TASK TO COMPLETE - Whichever lines of the material contain "Debug", copy each of them.
** Opening SUPPLIED MATERIAL block **
//! The panel state container and its transitions.

use std::collections::BTreeSet;

use serde::{Deserialize, Serialize};
use thiserror::Error;

use super::message::{Message, MessageId, MessageIdGenerator, Sender};
use crate::responder::{BotReply, ResponderError};

/// How the panel treats a submit while earlier replies are outstanding.
#[derive(Debug, Clone, Copy, Default, PartialEq, Eq, Serialize, Deserialize)]
#[serde(rename_all = "lowercase")]
pub enum OverlapPolicy {
    /// Overlapping submissions are accepted; replies land in arrival order.
    #[default]
    Allow,
    /// A new submission is refused until every outstanding reply arrived.
    Serialize,
}

/// Why a submission produced no bot message.
#[derive(Error, Debug)]
pub enum SubmitError {
    /// The draft was empty after trimming. Nothing changed.
    #[error("draft is empty")]
    EmptyDraft,

    /// A reply is still outstanding under [`OverlapPolicy::Serialize`].
    #[error("a reply is still pending")]
    Busy,

    /// The ticket is not outstanding: never issued or already completed.
    #[error("no outstanding submission with ticket {0}")]
    UnknownTicket(u64),

    /// The request was sent but failed. The user's message stays.
    #[error(transparent)]
    Responder(#[from] ResponderError),
}

/// Outstanding request created by [`ChatPanel::begin_submit`].
#[derive(Debug, Clone, PartialEq, Eq)]
pub struct PendingSubmission {
    /// Per-panel sequence number, starting at 1.
    pub ticket: u64,
    /// The user message appended for this submission.
    pub user_message: MessageId,
    /// Trimmed text to send to the responder.
    pub payload: String,
}

/// Result of a successful round trip.
#[derive(Debug, Clone, PartialEq, Eq)]
pub struct Delivered {
    pub ticket: u64,
    pub bot_message: MessageId,
    pub reply: BotReply,
}

/// Render-ready copy of a panel.
#[derive(Debug, Clone, PartialEq, Eq, Serialize, Deserialize)]
pub struct PanelSnapshot {
    pub messages: Vec<Message>,
    pub draft: String,
    pub header_image: String,
    pub awaiting_replies: usize,
    /// False while the panel would refuse a submit with [`SubmitError::Busy`].
    pub accepts_submit: bool,
}

impl PanelSnapshot {
    #[must_use]
    pub fn is_awaiting(&self) -> bool {
        self.awaiting_replies > 0
    }
}

/// State of one chat panel: conversation, draft and header image.
///
/// Every method is a plain state transition; no I/O happens here. The
/// asynchronous half of a submission is [`deliver`](super::deliver).
#[derive(Debug)]
pub struct ChatPanel {
    messages: Vec<Message>,
    draft: String,
    header_image: String,
    ids: MessageIdGenerator,
    policy: OverlapPolicy,
    next_ticket: u64,
    in_flight: BTreeSet<u64>,
}

impl Default for ChatPanel {
    fn default() -> Self {
        Self::new(OverlapPolicy::default())
    }
}

impl ChatPanel {
    /// Create an empty panel.
    #[must_use]
    pub fn new(policy: OverlapPolicy) -> Self {
        Self {
            messages: Vec::new(),
            draft: String::new(),
            header_image: String::new(),
            ids: MessageIdGenerator::new(),
            policy,
            next_ticket: 1,
            in_flight: BTreeSet::new(),
        }
    }

    /// Create a panel that opens with a bot greeting. An empty greeting is skipped.
    #[must_use]
    pub fn with_greeting(policy: OverlapPolicy, greeting: &str) -> Self {
        let mut panel = Self::new(policy);
        if !greeting.is_empty() {
            panel.append_bot_message(greeting);
        }
        panel
    }

    #[must_use]
    pub fn messages(&self) -> &[Message] {
        &self.messages
    }

    #[must_use]
    pub fn draft(&self) -> &str {
        &self.draft
    }

    #[must_use]
    pub fn header_image(&self) -> &str {
        &self.header_image
    }

    #[must_use]
    pub fn policy(&self) -> OverlapPolicy {
        self.policy
    }

    /// Number of submissions still waiting for a reply.
    #[must_use]
    pub fn awaiting_replies(&self) -> usize {
        self.in_flight.len()
    }

    /// Whether a non-blank draft would be accepted right now.
    #[must_use]
    pub fn accepts_submit(&self) -> bool {
        self.policy == OverlapPolicy::Allow || self.in_flight.is_empty()
    }

    pub fn set_draft(&mut self, text: impl Into<String>) {
        self.draft = text.into();
    }

    pub fn clear_draft(&mut self) {
        self.draft.clear();
    }

    pub fn append_user_message(&mut self, content: impl Into<String>) -> MessageId {
        self.append(content.into(), Sender::User)
    }

    pub fn append_bot_message(&mut self, content: impl Into<String>) -> MessageId {
        self.append(content.into(), Sender::Bot)
    }

    pub fn set_header_image(&mut self, url: impl Into<String>) {
        self.header_image = url.into();
    }

    fn append(&mut self, content: String, sender: Sender) -> MessageId {
        let id = self.ids.next_id();
        self.messages.push(Message {
            id,
            content,
            sender,
        });
        id
    }

    /// Synchronous half of submit.
    ///
    /// Appends the draft as a user message, clears the draft and registers
    /// an outstanding request. On error nothing is modified.
    pub fn begin_submit(&mut self) -> Result<PendingSubmission, SubmitError> {
        let payload = self.draft.trim();
        if payload.is_empty() {
            return Err(SubmitError::EmptyDraft);
        }
        if !self.accepts_submit() {
            return Err(SubmitError::Busy);
        }

        let payload = payload.to_owned();
        let content = self.draft.clone();
        let user_message = self.append_user_message(content);
        self.clear_draft();

        let ticket = self.next_ticket;
        self.next_ticket += 1;
        self.in_flight.insert(ticket);

        Ok(PendingSubmission {
            ticket,
            user_message,
            payload,
        })
    }

    /// Apply the outcome of the request registered under `ticket`.
    ///
    /// A reply sets the header image when it flags one and appends the bot
    /// message. A failure only retires the ticket. A ticket that is not
    /// outstanding is refused and the panel is left as it was.
    pub fn complete_submission(
        &mut self,
        ticket: u64,
        outcome: Result<BotReply, ResponderError>,
    ) -> Result<Delivered, SubmitError> {
        if !self.in_flight.remove(&ticket) {
            return Err(SubmitError::UnknownTicket(ticket));
        }
        let reply = outcome?;

        if let Some(url) = reply.header_image() {
            self.set_header_image(url);
        }
        let bot_message = self.append_bot_message(reply.message.clone());

        Ok(Delivered {
            ticket,
            bot_message,
            reply,
        })
    }

    #[must_use]
    pub fn snapshot(&self) -> PanelSnapshot {
        PanelSnapshot {
            messages: self.messages.clone(),
            draft: self.draft.clone(),
            header_image: self.header_image.clone(),
            awaiting_replies: self.awaiting_replies(),
            accepts_submit: self.accepts_submit(),
        }
    }
}

#[cfg(test)]
mod tests {
    use super::*;

    fn status_error() -> ResponderError {
        ResponderError::Status {
            status: 500,
            body: "boom".into(),
        }
    }

    #[test]
    fn test_submit_appends_user_message_and_clears_draft() {
        let mut panel = ChatPanel::default();
        panel.set_draft("  show me a cat ");

        let pending = panel.begin_submit().unwrap();

        assert_eq!(panel.messages().len(), 1);
        assert_eq!(panel.messages()[0].sender, Sender::User);
        assert_eq!(panel.messages()[0].content, "  show me a cat ");
        assert_eq!(pending.payload, "show me a cat");
        assert_eq!(pending.user_message, panel.messages()[0].id);
        assert_eq!(panel.draft(), "");
        assert_eq!(panel.awaiting_replies(), 1);
    }

    #[test]
    fn test_blank_drafts_are_a_no_op() {
        for draft in ["", " ", "\t\n  "] {
            let mut panel = ChatPanel::default();
            panel.set_draft(draft);

            assert!(matches!(panel.begin_submit(), Err(SubmitError::EmptyDraft)));
            assert!(panel.messages().is_empty());
            assert_eq!(panel.draft(), draft);
            assert_eq!(panel.awaiting_replies(), 0);
        }
    }

    #[test]
    fn test_text_reply_keeps_header_image() {
        let mut panel = ChatPanel::default();
        panel.set_header_image("http://x/old.png");
        panel.set_draft("hello");
        let pending = panel.begin_submit().unwrap();

        let delivered = panel
            .complete_submission(pending.ticket, Ok(BotReply::text("Hi")))
            .unwrap();

        assert_eq!(panel.messages().len(), 2);
        let bot = &panel.messages()[1];
        assert_eq!(bot.sender, Sender::Bot);
        assert_eq!(bot.content, "Hi");
        assert_eq!(bot.id, delivered.bot_message);
        assert_eq!(panel.header_image(), "http://x/old.png");
        assert_eq!(panel.awaiting_replies(), 0);
    }

    #[test]
    fn test_image_reply_sets_header_image() {
        let mut panel = ChatPanel::default();
        panel.set_draft("cat please");
        let pending = panel.begin_submit().unwrap();

        panel
            .complete_submission(
                pending.ticket,
                Ok(BotReply::with_image("Here", "http://x/img.png")),
            )
            .unwrap();

        assert_eq!(panel.header_image(), "http://x/img.png");
        assert_eq!(panel.messages().last().unwrap().content, "Here");
    }

    #[test]
    fn test_image_flag_without_url_keeps_header_image() {
        let mut panel = ChatPanel::default();
        panel.set_header_image("http://x/old.png");
        panel.set_draft("cat please");
        let pending = panel.begin_submit().unwrap();

        let reply = BotReply {
            message: "No picture today".into(),
            has_image: true,
            image_url: None,
        };
        panel.complete_submission(pending.ticket, Ok(reply)).unwrap();

        assert_eq!(panel.header_image(), "http://x/old.png");
        assert_eq!(panel.messages().last().unwrap().content, "No picture today");
    }

    #[test]
    fn test_stale_ticket_is_refused() {
        let mut panel = ChatPanel::default();
        panel.set_draft("hello");
        let pending = panel.begin_submit().unwrap();
        panel
            .complete_submission(pending.ticket, Ok(BotReply::text("Hi")))
            .unwrap();

        let again = panel.complete_submission(pending.ticket, Ok(BotReply::text("Hi again")));
        assert!(matches!(again, Err(SubmitError::UnknownTicket(t)) if t == pending.ticket));

        let never_issued = panel.complete_submission(99, Ok(BotReply::with_image("x", "http://x/y.png")));
        assert!(matches!(never_issued, Err(SubmitError::UnknownTicket(99))));

        assert_eq!(panel.messages().len(), 2);
        assert_eq!(panel.header_image(), "");
        assert_eq!(panel.awaiting_replies(), 0);
    }

    #[test]
    fn test_failure_keeps_user_message_only() {
        let mut panel = ChatPanel::default();
        panel.set_draft("hello");
        let pending = panel.begin_submit().unwrap();

        let result = panel.complete_submission(pending.ticket, Err(status_error()));

        assert!(matches!(result, Err(SubmitError::Responder(_))));
        assert_eq!(panel.messages().len(), 1);
        assert!(panel.messages()[0].is_user());
        assert_eq!(panel.awaiting_replies(), 0);
    }

    #[test]
    fn test_overlapping_replies_append_in_arrival_order() {
        let mut panel = ChatPanel::new(OverlapPolicy::Allow);
        panel.set_draft("first");
        let first = panel.begin_submit().unwrap();
        panel.set_draft("second");
        let second = panel.begin_submit().unwrap();
        assert_eq!(panel.awaiting_replies(), 2);
        assert!(second.ticket > first.ticket);

        panel
            .complete_submission(second.ticket, Ok(BotReply::text("reply to second")))
            .unwrap();
        panel
            .complete_submission(first.ticket, Ok(BotReply::text("reply to first")))
            .unwrap();

        let contents: Vec<_> = panel.messages().iter().map(|m| m.content.as_str()).collect();
        assert_eq!(
            contents,
            ["first", "second", "reply to second", "reply to first"]
        );
    }

    #[test]
    fn test_serialize_policy_refuses_while_awaiting() {
        let mut panel = ChatPanel::new(OverlapPolicy::Serialize);
        panel.set_draft("first");
        let first = panel.begin_submit().unwrap();

        panel.set_draft("second");
        assert!(!panel.accepts_submit());
        assert!(!panel.snapshot().accepts_submit);
        assert!(matches!(panel.begin_submit(), Err(SubmitError::Busy)));
        assert_eq!(panel.messages().len(), 1);
        assert_eq!(panel.draft(), "second");

        panel
            .complete_submission(first.ticket, Err(status_error()))
            .unwrap_err();
        assert!(panel.accepts_submit());
        assert!(panel.begin_submit().is_ok());
    }

    #[test]
    fn test_ids_strictly_increase() {
        let mut panel = ChatPanel::with_greeting(OverlapPolicy::Allow, "hello");
        for i in 0..50 {
            panel.append_user_message(format!("m{i}"));
            panel.append_bot_message(format!("r{i}"));
        }

        let ids: Vec<_> = panel.messages().iter().map(|m| m.id).collect();
        assert!(ids.windows(2).all(|w| w[0] < w[1]));
    }

    #[test]
    fn test_greeting() {
        let panel = ChatPanel::with_greeting(OverlapPolicy::Allow, "Hello!");
        assert_eq!(panel.messages().len(), 1);
        assert_eq!(panel.messages()[0].sender, Sender::Bot);

        let silent = ChatPanel::with_greeting(OverlapPolicy::Allow, "");
        assert!(silent.messages().is_empty());
    }

    #[test]
    fn test_snapshot() {
        let mut panel = ChatPanel::default();
        panel.set_draft("typing");
        let snapshot = panel.snapshot();

        assert_eq!(snapshot.draft, "typing");
        assert!(!snapshot.is_awaiting());
        assert!(snapshot.accepts_submit);
    }
}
** Closing SUPPLIED MATERIAL block **
ANSWER SECTION -
#[derive(Debug, Clone, Copy, Default, PartialEq, Eq, Serialize, Deserialize)]
#[derive(Error, Debug)]
#[derive(Debug, Clone, PartialEq, Eq)]
#[derive(Debug, Clone, PartialEq, Eq)]
#[derive(Debug, Clone, PartialEq, Eq, Serialize, Deserialize)]
#[derive(Debug)]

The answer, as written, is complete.